The Price Tag Is Enormous, and Rivals Are Closing In. The Yongin cluster alone carries a planned investment of 122 trillion won , with a separate $13 billion commitment to a new advanced packaging plant announced in April . If realized, tripling capacity would require tens of billions of dollars in total capital spending, potentially influencing industry-wide pricing and oversupply risks. Meanwhile, Samsung has been scrambling to catch up in high-bandwidth memory after quality issues delayed its entry into NVIDIA's supply chain , and whether Samsung's next-generation chips enter NVIDIA's supply chain will be largely settled by Q4 2026 .

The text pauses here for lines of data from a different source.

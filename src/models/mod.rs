//! Map families shipped with the crate
//!
//! All families implement [`IterativeMap`](crate::maps::IterativeMap),
//! [`DifferentiableMap`](crate::maps::DifferentiableMap) and
//! [`ComplexMap`](crate::maps::ComplexMap). The engines never name them:
//! a family is picked once, at construction, through [`MapFamily`].
//!
//! # Available Maps
//!
//! | Family | Formula | Discontinuities |
//! |--------|---------|-----------------|
//! | [`QuadraticNewton`] | `z - (z²+αz+β)/(2z+α)` | `-α/2` |
//! | [`CubicNewton`] | `2z³/(3z²-α)` | `±√(α/3)` |
//! | [`GeneralPolynomial`] | `α/(α+1)·(z + 1/z - (α-1)/α)` | `0` |
//! | [`Exponential`] | `eᶻ(z-1)` | none |

// =================================================================================================
// Module Declarations
// =================================================================================================

pub mod cubic_newton;
pub mod exponential;
pub mod general_polynomial;
pub mod quadratic_newton;

// =================================================================================================
// Public Re-exports
// =================================================================================================

pub use cubic_newton::CubicNewton;
pub use exponential::Exponential;
pub use general_polynomial::GeneralPolynomial;
pub use quadratic_newton::QuadraticNewton;

use crate::maps::AnalyticMap;

/// Registered map families
///
/// # Example
///
/// ```rust
/// use bifurc_rs::models::MapFamily;
///
/// let map = MapFamily::QuadraticNewton.build();
/// assert_eq!(map.name(), "Quadratic Newton");
/// ```
#[derive(Debug, Clone, Copy, PartialEq, Eq, Hash)]
pub enum MapFamily {
    /// [`QuadraticNewton`]
    QuadraticNewton,

    /// [`CubicNewton`]
    CubicNewton,

    /// [`GeneralPolynomial`]
    GeneralPolynomial,

    /// [`Exponential`]
    Exponential,
}

impl MapFamily {
    /// Every registered family
    pub const ALL: [MapFamily; 4] = [
        MapFamily::QuadraticNewton,
        MapFamily::CubicNewton,
        MapFamily::GeneralPolynomial,
        MapFamily::Exponential,
    ];

    /// Instantiate the family as a trait object
    pub fn build(self) -> Box<dyn AnalyticMap> {
        match self {
            MapFamily::QuadraticNewton => Box::new(QuadraticNewton),
            MapFamily::CubicNewton => Box::new(CubicNewton),
            MapFamily::GeneralPolynomial => Box::new(GeneralPolynomial),
            MapFamily::Exponential => Box::new(Exponential),
        }
    }
}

Dominance Today Doesn't Guarantee Dominance in 2034. SK hynix currently commands somewhere between 50% and 70% of the global high-bandwidth memory market. But China's CXMT has seen its DRAM share jump from 3% to 5% in a single year , and Samsung is regaining ground. A tripling of output only pays off if AI demand grows at least as fast — Gartner forecasts global AI server spending growth of about 49% in 2026, but expects the rate to subside thereafter .
The Valuation Question Remains Wide Open. The market generally agrees the supply-demand imbalance will persist at least until 2028; the true divergence lies in whether to value SK hynix like a traditional cyclical chipmaker or an AI growth stock. At roughly 8.4× annualized earnings, the stock is cheap by tech standards — if the cycle holds.